Tapel Ogoh-Ogoh Realistis Jadi Tren, Seniman Badung Tampilkan Wajah Sendiri
MANGUPURA, NusaBali.com – Maraknya lomba tapel Ogoh-Ogoh dengan wujud realistis menyerupai manusia kini menjadi tren baru di dunia seni rupa tiga dimensi. Fenomena ini membuat berbagai event lomba tapel, sketsa, dan Ogoh-Ogoh mini semakin semarak, meski kalender musim layangan tengah berlangsung.
Tradisi yang dahulu terjadwal rapi—musim Ogoh-Ogoh dari Januari hingga Maret, musim layangan dari April hingga Oktober, dan masa transisi pada November–Desember—kini mulai bergeser. Banyak lomba seni rupa tradisional kini digelar hampir sepanjang tahun, termasuk oleh kalangan anak muda.

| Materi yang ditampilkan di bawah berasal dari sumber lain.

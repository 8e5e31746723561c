//! Relay/button subsystem
//!
//! Physical side of a node: up to six relay/button pairs plus a reset button.
//!
//! 1. [`board`] - pin-level trait, implemented by [`rpi`] and [`sim`]
//! 2. [`events`] - bitset that edge handlers write and the dispatch task reads
//! 3. [`controller`] - port array, boot probe, idempotent relay primitives
//! 4. [`dispatch`] - debounced button handling task
//! 5. [`reset`] - long-press factory reset
//!
//! ```text
//! Button edge ──► EdgeHandler ──► EventAggregator ──► dispatch ──► Controller
//!                (GPIO thread)     (atomic bits)       (task)      + Registry + telemetry
//! ```

pub mod board;
pub mod controller;
pub mod dispatch;
pub mod events;
pub mod reset;
pub mod rpi;
pub mod sim;

pub use board::{GpioError, Level, PinBank};
pub use controller::{RelayController, ToggleOutcome};
pub use events::{EventAggregator, RESET_BIT};

use serde::{Deserialize, Serialize};

pub const MAX_PORTS: usize = 6;

/// BCM pin pairs of the stock six-port board
pub const DEFAULT_PORTS: [PortPins; MAX_PORTS] = [
    PortPins { relay: 16, button: 17 },
    PortPins { relay: 18, button: 19 },
    PortPins { relay: 22, button: 23 },
    PortPins { relay: 25, button: 26 },
    PortPins { relay: 27, button: 14 },
    PortPins { relay: 32, button: 33 },
];

pub const DEFAULT_RESET_PIN: u8 = 4;

#[derive(Clone, Copy, Debug, PartialEq, Eq, Serialize, Deserialize)]
pub struct PortPins {
    pub relay: u8,
    pub button: u8,
}

/// Relay state; `Unknown` only ever for unpopulated ports
#[derive(Clone, Copy, Debug, PartialEq, Eq)]
pub enum PortState {
    Unknown,
    Off,
    On,
}

impl PortState {
    pub fn from_on(on: bool) -> Self {
        if on {
            PortState::On
        } else {
            PortState::Off
        }
    }

    pub fn as_bool(self) -> Option<bool> {
        match self {
            PortState::Unknown => None,
            PortState::Off => Some(false),
            PortState::On => Some(true),
        }
    }

    pub fn flipped(self) -> Self {
        match self {
            PortState::Unknown => PortState::Unknown,
            PortState::Off => PortState::On,
            PortState::On => PortState::Off,
        }
    }
}

/// Channel name of the port at `index` (zero based): `relay_1` .. `relay_6`
pub fn channel_name(index: usize) -> String {
    format!("relay_{}", index + 1)
}

/// One relay + button pair
#[derive(Clone, Debug, PartialEq, Eq)]
pub struct RelayPort {
    index: usize,
    relay_pin: u8,
    button_pin: u8,
    channel: String,
    populated: bool,
    state: PortState,
    in_progress: bool,
}

impl RelayPort {
    pub(crate) fn new(index: usize, pins: PortPins) -> Self {
        Self {
            index,
            relay_pin: pins.relay,
            button_pin: pins.button,
            channel: channel_name(index),
            populated: false,
            state: PortState::Unknown,
            in_progress: false,
        }
    }

    pub fn index(&self) -> usize {
        self.index
    }

    pub fn relay_pin(&self) -> u8 {
        self.relay_pin
    }

    pub fn button_pin(&self) -> u8 {
        self.button_pin
    }

    pub fn channel(&self) -> &str {
        &self.channel
    }

    pub fn is_populated(&self) -> bool {
        self.populated
    }

    pub fn state(&self) -> PortState {
        self.state
    }

    pub fn in_progress(&self) -> bool {
        self.in_progress
    }
}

Salah satu seniman yang ikut meramaikan tren tapel realistis ini adalah I Made Dwika (28), warga Dalung, Badung, yang juga bekerja sebagai petugas keamanan (security) di sektor swasta. Dwika menampilkan karya tapel berjudul Patih Calling Me Lela, yang digarap penuh penjiwaan dan menarik perhatian karena wujudnya sangat mirip dengan wajah sang pembuat.
“Saya mulai membuat tapel ini sejak tahun lalu. Temanya saya angkat karena sesuai tren saat ini, yakni model realistis berbentuk manusia. Selain itu, saya terinspirasi dari prosesi kerauhan di pura dan ingin menggali lebih dalam makna kerauhan yang mulai dilupakan generasi muda,” ujar Dwika.
Dengan estimasi biaya sekitar Rp500.000, karya tersebut berhasil diwujudkan dan telah diikutsertakan dalam berbagai ajang lomba, seperti di Celuk Sukawati, Discovery Mall Kuta, serta Krisna Saba Festival 2025—di mana karyanya masuk 10 besar. Selain itu, di Menega Art Festival, tapelnya meraih juara harapan 3.
Menurut Dwika, bagian paling menantang dari proses pembuatan tapel adalah menyelaraskan jarak mata, bentuk gigi, dan ekspresi wajah agar tampak hidup. Ia juga melakukan beberapa revisi berdasarkan masukan juri dari lomba sebelumnya, seperti memperbaiki garis lekukan wajah dan warna tapel.
Keunikan utama dari karya tapel ini adalah kesengajaan Dwika untuk menyamakan ekspresi tapel dengan wajahnya sendiri.
“Saya ingin menampilkan bahwa karya seni tidak jauh dari si pembuatnya. Ini cara saya menunjukkan bahwa seniman bisa menciptakan karya yang mencerminkan diri mereka sendiri,” ujarnya.
Dwika berharap tren lomba Ogoh-Ogoh mini, sketsa, dan tapel tidak hanya menjadi ajang kreativitas, tetapi juga memberi kontribusi nyata bagi sektor pariwisata.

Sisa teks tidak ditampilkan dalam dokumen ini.